Data section START

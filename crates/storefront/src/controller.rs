//! Cart controller.
//!
//! Mediates between user actions and the [`CartService`], keeping the cart
//! panel consistent with server state:
//!
//! - Every mutation is a round trip; the panel only ever shows the snapshot
//!   the server returned. There are no optimistic local merges.
//! - Failures are caught at the action that caused them and left on the
//!   triggering control (and the panel's message line) as text the user can
//!   act on. Nothing is retried automatically.
//! - Each control carries its own busy flag. Requests from different controls
//!   are not ordered against each other: whichever response arrives last wins
//!   the render until the next fetch.

use std::sync::{Mutex, MutexGuard, PoisonError};

use jewellery_core::{ProductId, VariantId};
use tracing::{debug, instrument};

use crate::cart::{AddToCartRequest, Cart, ItemKey, UpdateCartItemRequest};
use crate::config::DisplayConfig;
use crate::error::{self, CartError, Result};
use crate::service::CartService;
use crate::ui::control::Control;
use crate::ui::panel::CartPanel;
use crate::ui::view::{self, CartView, RenderedCart};

/// Shown when an add-to-cart trigger lacks a product.
pub const MISSING_INFO_MESSAGE: &str = "Could not add item to cart (missing info).";

/// Shown when checkout finds nothing to buy.
pub const EMPTY_CHECKOUT_MESSAGE: &str = "Your cart is empty.";

/// Shown when checkout cannot confirm the cart.
pub const CHECKOUT_UNVERIFIED_MESSAGE: &str = "Could not verify cart status. Please try again.";

/// Label of an add-to-cart control while its request is in flight.
pub const ADDING_LABEL: &str = "Adding...";

/// Label of a remove, update or clear control while its request is in flight.
pub const UPDATING_LABEL: &str = "Updating...";

/// Input to [`CartController::add_item`], as collected from the page.
#[derive(Debug, Clone, Copy, PartialEq, Eq, Default)]
pub struct AddItem {
    pub product_id: Option<ProductId>,
    pub variant_id: Option<VariantId>,
    /// Defaults to 1.
    pub quantity: Option<u32>,
}

impl AddItem {
    /// One unit of the base product.
    #[must_use]
    pub const fn product(product_id: ProductId) -> Self {
        Self {
            product_id: Some(product_id),
            variant_id: None,
            quantity: None,
        }
    }

    #[must_use]
    pub const fn variant(mut self, variant_id: VariantId) -> Self {
        self.variant_id = Some(variant_id);
        self
    }

    #[must_use]
    pub const fn quantity(mut self, quantity: u32) -> Self {
        self.quantity = Some(quantity);
        self
    }

    /// Build the request body.
    ///
    /// # Errors
    ///
    /// Returns `CartError::Validation` when the product is missing or the
    /// quantity is zero.
    pub fn validate(&self) -> Result<AddToCartRequest> {
        let product_id = self
            .product_id
            .ok_or_else(|| CartError::validation(MISSING_INFO_MESSAGE))?;
        let quantity = self.quantity.unwrap_or(1);
        if quantity == 0 {
            return Err(CartError::validation("Quantity must be at least 1."));
        }
        Ok(AddToCartRequest {
            product_id,
            attribute_value_id: self.variant_id,
            quantity,
        })
    }
}

/// Result of [`CartController::checkout`].
#[derive(Debug, Clone, PartialEq, Eq)]
pub enum CheckoutDecision {
    /// The cart has lines; navigate to the contained path.
    Proceed(String),
    /// The cart is empty; stay on the page.
    Empty,
    /// The cart could not be fetched; stay on the page.
    Blocked(CartError),
    /// The checkout control already has a request in flight.
    Busy,
}

struct ControllerState {
    /// Latest server snapshot. `None` until the first successful response.
    cart: Option<Cart>,
    panel: CartPanel,
}

/// Owns the page's cart state and its panel.
///
/// One controller is created per page and shared by reference with the
/// event bindings.
pub struct CartController<S> {
    service: S,
    display: DisplayConfig,
    state: Mutex<ControllerState>,
}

Data section END

| Work to complete |
Every line in the records above with the string "stay" in it should be shown.

| Written solution |
    /// The cart is empty; stay on the page.
    /// The cart could not be fetched; stay on the page.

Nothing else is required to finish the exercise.